Che Guevara's [Only] Lasting Legacy

Humberto Fontova has a great article on the shallow little upper middle-class playboy-adventurer named Che whose exploits are invented and exploited by ultra-left degenerates everywhere.

Fontova displays in great detail the many incredibly inane eff-ups CG managed to get himself in before being cornered by CIA gunmen in a Bolivian jungle begging for mercy because "I'm worth more to you alive than dead" and then getting his just desserts from several automatic rifles that terminated him "with extreme prejudice."

Good riddance to bad rubbish, but one story in a local Miami newspaper a few months back on the sports page caught my attention. The paper was reporting that Cubans still on their island prison were hoping that Raul's taking power would mean that Cubans could play golf again. The backstory is that Che playfully challenged Fidel to a golf match, but forgot to lose. Che was an upper-middle class Argentine who could shoot a mean tee-to-green game, but after he beat the Bearded Whoremonger by many strokes, the upshot was that Castro closed all the golf courses on the island except one for diplomats. The Hairy Megalomaniac [who reportedly screamed at Khrushchev during the Cuban Missle Crisis to initiate a nuclear war regardless of the consequences] was, is and ever shall be one of the most autistic moral lepers on the planet, and if he couldn't play golf well, no one else on his Prospero's Cell would play at all---or so the Herald or Sun-Sentinel reporter attests.

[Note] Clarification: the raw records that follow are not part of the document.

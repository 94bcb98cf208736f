//! Configuration loading from disk.

use std::fs;
use std::path::Path;

use thiserror::Error;

use crate::config::schema::AppConfig;
use crate::config::validation::{validate_config, ValidationError};

/// Error type for configuration loading.
#[derive(Debug, Error)]
pub enum ConfigError {
    #[error("failed to read configuration: {0}")]
    Io(#[from] std::io::Error),

    #[error("failed to parse configuration: {0}")]
    Parse(#[from] toml::de::Error),

    #[error("invalid configuration: {}", join_errors(.0))]
    Validation(Vec<ValidationError>),
}

fn join_errors(errors: &[ValidationError]) -> String {
    errors
        .iter()
        .map(ToString::to_string)
        .collect::<Vec<_>>()
        .join(", ")
}

/// Load and validate configuration from a TOML file.
pub fn load_config(path: &Path) -> Result<AppConfig, ConfigError> {
    let content = fs::read_to_string(path)?;
    let config: AppConfig = toml::from_str(&content)?;

    validate_config(&config).map_err(ConfigError::Validation)?;

    Ok(config)
}
//! Configuration schema definitions.
//!
//! All types derive Serde traits for deserialization from config files, and
//! every field has a default so a minimal (or absent) file still yields a
//! working development configuration.

use serde::{Deserialize, Serialize};

/// Root configuration for the site router.
#[derive(Debug, Clone, Deserialize, Serialize, Default)]
#[serde(default)]
pub struct AppConfig {
    /// Listener configuration (bind address).
    pub listener: ListenerConfig,

    /// Development mode flag. When set, the hot-update proxy rule is appended
    /// to the route table.
    pub debug: bool,

    /// Frontend dev server settings, consulted only when `debug` is set.
    pub devserver: DevServerConfig,

    /// Timeout configuration.
    pub timeouts: TimeoutConfig,

    /// Admin subtree settings.
    pub admin: AdminConfig,

    /// Observability settings.
    pub observability: ObservabilityConfig,
}

/// Listener configuration.
#[derive(Debug, Clone, Deserialize, Serialize)]
#[serde(default)]
pub struct ListenerConfig {
    /// Bind address (e.g., "127.0.0.1:8000").
    pub bind_address: String,
}

impl Default for ListenerConfig {
    fn default() -> Self {
        Self {
            bind_address: "127.0.0.1:8000".to_string(),
        }
    }
}

/// Frontend dev server configuration.
#[derive(Debug, Clone, Deserialize, Serialize)]
#[serde(default)]
pub struct DevServerConfig {
    /// Upstream URL of the dev server serving hot-update assets.
    pub upstream_url: String,

    /// Upstream responses at or below this size are buffered and returned
    /// whole; larger ones are streamed through. Dev server bundles break when
    /// split into chunks, so the default is generous (256 MiB).
    pub max_buffered_response_size: usize,
}

impl Default for DevServerConfig {
    fn default() -> Self {
        Self {
            upstream_url: "http://127.0.0.1:8081".to_string(),
            max_buffered_response_size: 256 * 1024 * 1024,
        }
    }
}

/// Timeout configuration for various operations.
#[derive(Debug, Clone, Deserialize, Serialize)]
#[serde(default)]
pub struct TimeoutConfig {
    /// Upstream connection establishment timeout in seconds.
    pub connect_secs: u64,

    /// Request timeout (total time for request/response) in seconds.
    pub request_secs: u64,
}

impl Default for TimeoutConfig {
    fn default() -> Self {
        Self {
            connect_secs: 5,
            request_secs: 30,
        }
    }
}

/// Admin subtree configuration.
#[derive(Debug, Clone, Deserialize, Serialize, Default)]
#[serde(default)]
pub struct AdminConfig {
    /// Bearer token required for admin requests. When unset, the subtree is
    /// open (development posture).
    pub api_key: Option<String>,
}

/// Observability configuration.
#[derive(Debug, Clone, Deserialize, Serialize)]
#[serde(default)]
pub struct ObservabilityConfig {
    /// Log level (trace, debug, info, warn, error). Overridden by `RUST_LOG`.
    pub log_level: String,
}

impl Default for ObservabilityConfig {
    fn default() -> Self {
        Self {
            log_level: "info".to_string(),
        }
    }
}

#[cfg(test)]
mod tests {
    use super::*;

    #[test]
    fn empty_file_yields_defaults() {
        let config: AppConfig = toml::from_str("").unwrap();
        assert_eq!(config.listener.bind_address, "127.0.0.1:8000");
        assert!(!config.debug);
        assert_eq!(config.devserver.upstream_url, "http://127.0.0.1:8081");
        assert_eq!(config.devserver.max_buffered_response_size, 256 * 1024 * 1024);
        assert_eq!(config.admin.api_key, None);
    }

    #[test]
    fn partial_file_overrides_only_named_fields() {
        let config: AppConfig = toml::from_str(
            r#"
            debug = true

            [devserver]
            upstream_url = "http://127.0.0.1:9000"
            "#,
        )
        .unwrap();
        assert!(config.debug);
        assert_eq!(config.devserver.upstream_url, "http://127.0.0.1:9000");
        assert_eq!(config.devserver.max_buffered_response_size, 256 * 1024 * 1024);
        assert_eq!(config.timeouts.request_secs, 30);
    }
}
//! Reverse proxy for frontend dev server hot-update assets.
//!
//! Only compiled with the `dev-proxy` feature (on by default). Production
//! builds that compile it out still construct the same route table, minus the
//! proxy rule: [`dev_proxy`] returns `None` and the caller skips the route.
//!
//! The dev server cannot tolerate its bundle responses being re-chunked, so
//! upstream responses at or below `max_buffered_response_size` are collected
//! and returned whole; anything larger is streamed through.

use std::sync::Arc;

use crate::config::AppConfig;
use crate::routing::table::RouteHandler;

#[cfg(feature = "dev-proxy")]
use {
    axum::{
        body::Body,
        http::{header, uri::PathAndQuery, Request, StatusCode, Uri},
        response::{IntoResponse, Response},
    },
    hyper_util::{
        client::legacy::{connect::HttpConnector, Client},
        rt::TokioExecutor,
    },
    std::str::FromStr,
    std::time::Duration,
    thiserror::Error,
    url::Url,
};

#[cfg(feature = "dev-proxy")]
use crate::config::DevServerConfig;
#[cfg(feature = "dev-proxy")]
use crate::routing::table::HandlerFuture;

/// Construct the hot-update proxy handler, if the capability is available.
///
/// `None` means the rule is skipped: the proxy is a developer convenience,
/// never a startup failure.
#[cfg(feature = "dev-proxy")]
pub fn dev_proxy(config: &AppConfig) -> Option<Arc<dyn RouteHandler>> {
    let connect_timeout = Duration::from_secs(config.timeouts.connect_secs);
    match DevProxy::new(&config.devserver, connect_timeout) {
        Ok(view) => {
            tracing::info!(upstream = %view.upstream(), "hot-update proxying enabled");
            Some(Arc::new(view))
        }
        Err(err) => {
            tracing::warn!(error = %err, "dev server upstream unusable, hot-update proxying disabled");
            None
        }
    }
}

/// Stub for builds without the `dev-proxy` capability.
#[cfg(not(feature = "dev-proxy"))]
pub fn dev_proxy(_config: &AppConfig) -> Option<Arc<dyn RouteHandler>> {
    None
}

/// Error type for proxy construction.
#[cfg(feature = "dev-proxy")]
#[derive(Debug, Error)]
pub enum ProxyError {
    #[error("invalid upstream URL {url:?}: {reason}")]
    InvalidUpstream { url: String, reason: String },
}

/// Forwards matched requests to the frontend dev server.
#[cfg(feature = "dev-proxy")]
pub struct DevProxy {
    client: Client<HttpConnector, Body>,
    authority: axum::http::uri::Authority,
    max_buffered: usize,
}

#[cfg(feature = "dev-proxy")]
impl DevProxy {
    pub fn new(config: &DevServerConfig, connect_timeout: Duration) -> Result<Self, ProxyError> {
        let invalid = |reason: String| ProxyError::InvalidUpstream {
            url: config.upstream_url.clone(),
            reason,
        };

        let upstream =
            Url::parse(&config.upstream_url).map_err(|err| invalid(err.to_string()))?;
        if upstream.scheme() != "http" {
            return Err(invalid(format!(
                "unsupported scheme {:?}, only http upstreams are supported",
                upstream.scheme()
            )));
        }
        let host = upstream
            .host_str()
            .ok_or_else(|| invalid("missing host".to_string()))?;
        let authority = match upstream.port() {
            Some(port) => format!("{host}:{port}"),
            None => host.to_string(),
        };
        let authority = axum::http::uri::Authority::from_str(&authority)
            .map_err(|err| invalid(err.to_string()))?;

        let mut connector = HttpConnector::new();
        connector.set_connect_timeout(Some(connect_timeout));
        let client = Client::builder(TokioExecutor::new()).build(connector);

        Ok(Self {
            client,
            authority,
            max_buffered: config.max_buffered_response_size,
        })
    }

    /// The upstream this proxy forwards to, for logging.
    pub fn upstream(&self) -> String {
        format!("http://{}", self.authority)
    }
}

#[cfg(feature = "dev-proxy")]
impl RouteHandler for DevProxy {
    fn call(&self, request: Request<Body>) -> HandlerFuture {
        let client = self.client.clone();
        let authority = self.authority.clone();
        let max_buffered = self.max_buffered;

        Box::pin(async move {
            let (mut parts, body) = request.into_parts();

            // Rewrite scheme and authority, keep path and query.
            let mut uri_parts = std::mem::take(&mut parts.uri).into_parts();
            uri_parts.scheme = Some(axum::http::uri::Scheme::HTTP);
            uri_parts.authority = Some(authority);
            if uri_parts.path_and_query.is_none() {
                uri_parts.path_and_query = Some(PathAndQuery::from_static("/"));
            }
            parts.uri = match Uri::from_parts(uri_parts) {
                Ok(uri) => uri,
                Err(err) => {
                    tracing::error!(error = %err, "failed to build upstream URI");
                    return (StatusCode::BAD_GATEWAY, "Upstream request failed").into_response();
                }
            };

            // The Host header must name the upstream, not this server.
            parts.headers.remove(header::HOST);

            let path = parts.uri.path().to_string();
            tracing::debug!(path = %path, "Forwarding hot-update request");

            match client.request(Request::from_parts(parts, body)).await {
                Ok(response) => relay(response, max_buffered).await,
                Err(err) => {
                    tracing::error!(path = %path, error = %err, "Dev server request failed");
                    (StatusCode::BAD_GATEWAY, "Upstream request failed").into_response()
                }
            }
        })
    }
}

/// Relay an upstream response, buffering it whole when it fits the threshold.
#[cfg(feature = "dev-proxy")]
async fn relay(response: hyper::Response<hyper::body::Incoming>, max_buffered: usize) -> Response {
    let content_length = response
        .headers()
        .get(header::CONTENT_LENGTH)
        .and_then(|value| value.to_str().ok())
        .and_then(|value| value.parse::<u64>().ok());

    if !buffer_whole(content_length, max_buffered) {
        return response.map(Body::new);
    }

    let (mut parts, body) = response.into_parts();
    match axum::body::to_bytes(Body::new(body), max_buffered).await {
        Ok(bytes) => {
            // Re-framed as a single body; the old framing headers no longer apply.
            parts.headers.remove(header::TRANSFER_ENCODING);
            parts.headers.remove(header::CONTENT_LENGTH);
            Response::from_parts(parts, Body::from(bytes))
        }
        Err(err) => {
            tracing::error!(error = %err, "Failed to buffer dev server response");
            (StatusCode::BAD_GATEWAY, "Upstream response unreadable").into_response()
        }
    }
}

/// Whether a response of the given declared size should be buffered whole.
/// Undeclared sizes (chunked dev server responses) are buffered, since those
/// are exactly the ones re-chunking would break.
#[cfg(feature = "dev-proxy")]
fn buffer_whole(content_length: Option<u64>, max_buffered: usize) -> bool {
    match content_length {
        Some(length) => length <= max_buffered as u64,
        None => true,
    }
}

#[cfg(all(test, feature = "dev-proxy"))]
mod tests {
    use super::*;

    #[tokio::test]
    async fn rejects_malformed_upstreams() {
        let mut config = DevServerConfig::default();
        config.upstream_url = "not a url".to_string();
        assert!(DevProxy::new(&config, Duration::from_secs(1)).is_err());

        config.upstream_url = "https://127.0.0.1:8081".to_string();
        assert!(DevProxy::new(&config, Duration::from_secs(1)).is_err());
    }

    #[tokio::test]
    async fn accepts_the_default_upstream() {
        let config = DevServerConfig::default();
        let proxy = DevProxy::new(&config, Duration::from_secs(1)).unwrap();
        assert_eq!(proxy.upstream(), "http://127.0.0.1:8081");
    }

    #[test]
    fn buffering_decision() {
        assert!(buffer_whole(None, 1024));
        assert!(buffer_whole(Some(1024), 1024));
        assert!(!buffer_whole(Some(1025), 1024));
    }
}
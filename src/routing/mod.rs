//! Routing subsystem.
//!
//! # Data Flow
//! ```text
//! Route declaration (urls.rs):
//!     (pattern, handler, name) triples
//!     → table.rs builder (name uniqueness check)
//!     → frozen RouteTable, shared via Arc
//!
//! Incoming request:
//!     → table scan in declaration order
//!     → first matching entry's handler, or explicit no-match
//! ```
//!
//! # Design Decisions
//! - Table compiled at startup, immutable at runtime
//! - First match wins; declaration order is the contract, no priorities
//! - Duplicate names abort startup rather than shadow silently

pub mod matcher;
pub mod table;

pub use matcher::PathPattern;
pub use table::{HandlerFn, HandlerFuture, RouteEntry, RouteError, RouteHandler, RouteTable};
//! Administrative subtree, mounted at `/admin/` as a single prefix route.

pub mod handlers;

use axum::body::Body;
use axum::http::{header, Request, StatusCode};
use axum::response::IntoResponse;

use crate::config::AdminConfig;
use crate::routing::table::{HandlerFuture, RouteHandler};

/// Handler for the whole admin subtree.
///
/// Dispatches within the mounted prefix; unknown admin paths are 404 without
/// falling through to the rest of the table.
pub struct AdminSite {
    api_key: Option<String>,
}

impl AdminSite {
    pub fn new(config: &AdminConfig) -> Self {
        Self {
            api_key: config.api_key.clone(),
        }
    }

    fn authorized(&self, request: &Request<Body>) -> bool {
        let Some(key) = &self.api_key else {
            return true;
        };
        request
            .headers()
            .get(header::AUTHORIZATION)
            .and_then(|value| value.to_str().ok())
            .map(|value| value == format!("Bearer {key}"))
            .unwrap_or(false)
    }
}

impl RouteHandler for AdminSite {
    fn call(&self, request: Request<Body>) -> HandlerFuture {
        let authorized = self.authorized(&request);
        Box::pin(async move {
            if !authorized {
                return StatusCode::UNAUTHORIZED.into_response();
            }
            match request.uri().path() {
                "/admin/" => handlers::overview().await.into_response(),
                "/admin/status" => handlers::status().await.into_response(),
                _ => StatusCode::NOT_FOUND.into_response(),
            }
        })
    }
}
//! URL configuration: the ordered route table for the whole site.
//!
//! Routes are matched in declaration order and the first match wins. The
//! hot-update proxy rule, when active, is appended after the static routes so
//! it is always tried last.

use std::sync::Arc;

use crate::admin::AdminSite;
use crate::apps::{app_one, app_two};
use crate::config::AppConfig;
use crate::http::proxy;
use crate::routing::matcher::PathPattern;
use crate::routing::table::{RouteError, RouteTable};

/// Build the route table for the given configuration.
pub fn url_patterns(config: &AppConfig) -> Result<RouteTable, RouteError> {
    let mut routes = RouteTable::builder()
        .route(
            PathPattern::prefix("/admin/"),
            Arc::new(AdminSite::new(&config.admin)),
            "admin",
        )?
        .view(PathPattern::exact("/"), app_one::index, "root_one_index")?
        .view(PathPattern::exact("/appone/"), app_one::index, "one_index")?
        .view(PathPattern::exact("/apptwo/"), app_two::index, "two_index")?;

    // Hot updates pushed by the frontend dev server don't exist on disk, so
    // development configurations forward them upstream.
    if config.debug {
        match proxy::dev_proxy(config) {
            Some(view) => {
                routes = routes.route(
                    PathPattern::contains(".hot-update."),
                    view,
                    "hotreload_proxy",
                )?;
            }
            None => tracing::debug!("hot-update proxying unavailable, dev server rule skipped"),
        }
    }

    Ok(routes.build())
}
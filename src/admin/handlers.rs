use axum::response::Html;
use axum::Json;
use serde::Serialize;

#[derive(Serialize)]
pub struct SystemStatus {
    pub version: &'static str,
    pub status: &'static str,
}

pub async fn status() -> Json<SystemStatus> {
    Json(SystemStatus {
        version: env!("CARGO_PKG_VERSION"),
        status: "operational",
    })
}

pub async fn overview() -> Html<&'static str> {
    Html(
        "<!DOCTYPE html>\
         <html><head><title>Site administration</title></head>\
         <body><h1>Site administration</h1>\
         <p><a href=\"/admin/status\">status</a></p>\
         </body></html>",
    )
}
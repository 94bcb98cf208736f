//! Lifecycle management subsystem.
//!
//! Startup is linear: config, route table, listener, serve. Shutdown is a
//! broadcast signal observed by the serve loop, which stops accepting and
//! drains in-flight requests.

pub mod shutdown;

pub use shutdown::Shutdown;
//! Optimizers.

use ndarray::prelude::*;
use ndarray::Zip;

use crate::Optimizer;

/// Plain stochastic gradient descent: `p -= rate * dp`.
#[derive(Debug, Clone)]
pub struct Sgd {
    learning_rate: f32,
}

impl Sgd {
    pub fn new(learning_rate: f32) -> Self {
        Sgd { learning_rate }
    }
}

impl Optimizer for Sgd {
    fn update(&mut self, mut params: ArrayViewMut1<'_, f32>, grads: ArrayView1<'_, f32>) {
        params.scaled_add(-self.learning_rate, &grads);
    }

    fn learning_rate(&self) -> f32 {
        self.learning_rate
    }
}

/// Learning-rate schedule for [`Adam`]: `max(lr_min, lr / (1 + gamma * t))`
/// where `t` counts updates already applied.
#[derive(Debug, Clone, Copy, PartialEq)]
pub struct Anneal {
    pub lr_min: f32,
    pub gamma: f32,
}

/// Adam (Kingma & Ba), optionally with an annealed step size.
#[derive(Debug, Clone)]
pub struct Adam {
    learning_rate: f32,
    beta1: f32,
    beta2: f32,
    epsilon: f32,
    anneal: Option<Anneal>,
    /// Number of updates applied so far.
    t: u64,
    m: Array1<f32>,
    v: Array1<f32>,
}

impl Adam {
    pub fn new(num_params: usize, learning_rate: f32) -> Self {
        Adam {
            learning_rate,
            beta1: 0.9,
            beta2: 0.999,
            epsilon: 1e-8,
            anneal: None,
            t: 0,
            m: Array1::zeros(num_params),
            v: Array1::zeros(num_params),
        }
    }

    pub fn with_anneal(mut self, anneal: Anneal) -> Self {
        self.anneal = Some(anneal);
        self
    }

    pub fn steps(&self) -> u64 {
        self.t
    }
}

impl Optimizer for Adam {
    fn update(&mut self, mut params: ArrayViewMut1<'_, f32>, grads: ArrayView1<'_, f32>) {
        assert_eq!(params.len(), self.m.len());
        assert_eq!(grads.len(), self.m.len());

        let lr = self.learning_rate();
        self.t += 1;
        let (beta1, beta2, epsilon) = (self.beta1, self.beta2, self.epsilon);
        let bias1 = 1.0 - beta1.powi(self.t.min(i32::MAX as u64) as i32);
        let bias2 = 1.0 - beta2.powi(self.t.min(i32::MAX as u64) as i32);

        Zip::from(&mut params)
            .and(&grads)
            .and(&mut self.m)
            .and(&mut self.v)
            .for_each(|p, &g, m, v| {
                *m = beta1 * *m + (1.0 - beta1) * g;
                *v = beta2 * *v + (1.0 - beta2) * g * g;
                let m_hat = *m / bias1;
                let v_hat = *v / bias2;
                *p -= lr * m_hat / (v_hat.sqrt() + epsilon);
            });
    }

    fn learning_rate(&self) -> f32 {
        match self.anneal {
            None => self.learning_rate,
            Some(Anneal { lr_min, gamma }) => {
                (self.learning_rate / (1.0 + gamma * self.t as f32)).max(lr_min)
            }
        }
    }
}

I would have loved to interrogate CG after his capture in the same manner that he employed on Freedom Fighters caught by Castro's criminals. But of course, that would make the ultra-left whiners and loo-zers [Harry Reid, etc.] run to Amnesty International and the UN and file a lawsuit with putty-headed judges somewhere on the two Left Coasts.

But to my mind, a higher law dictates direct action.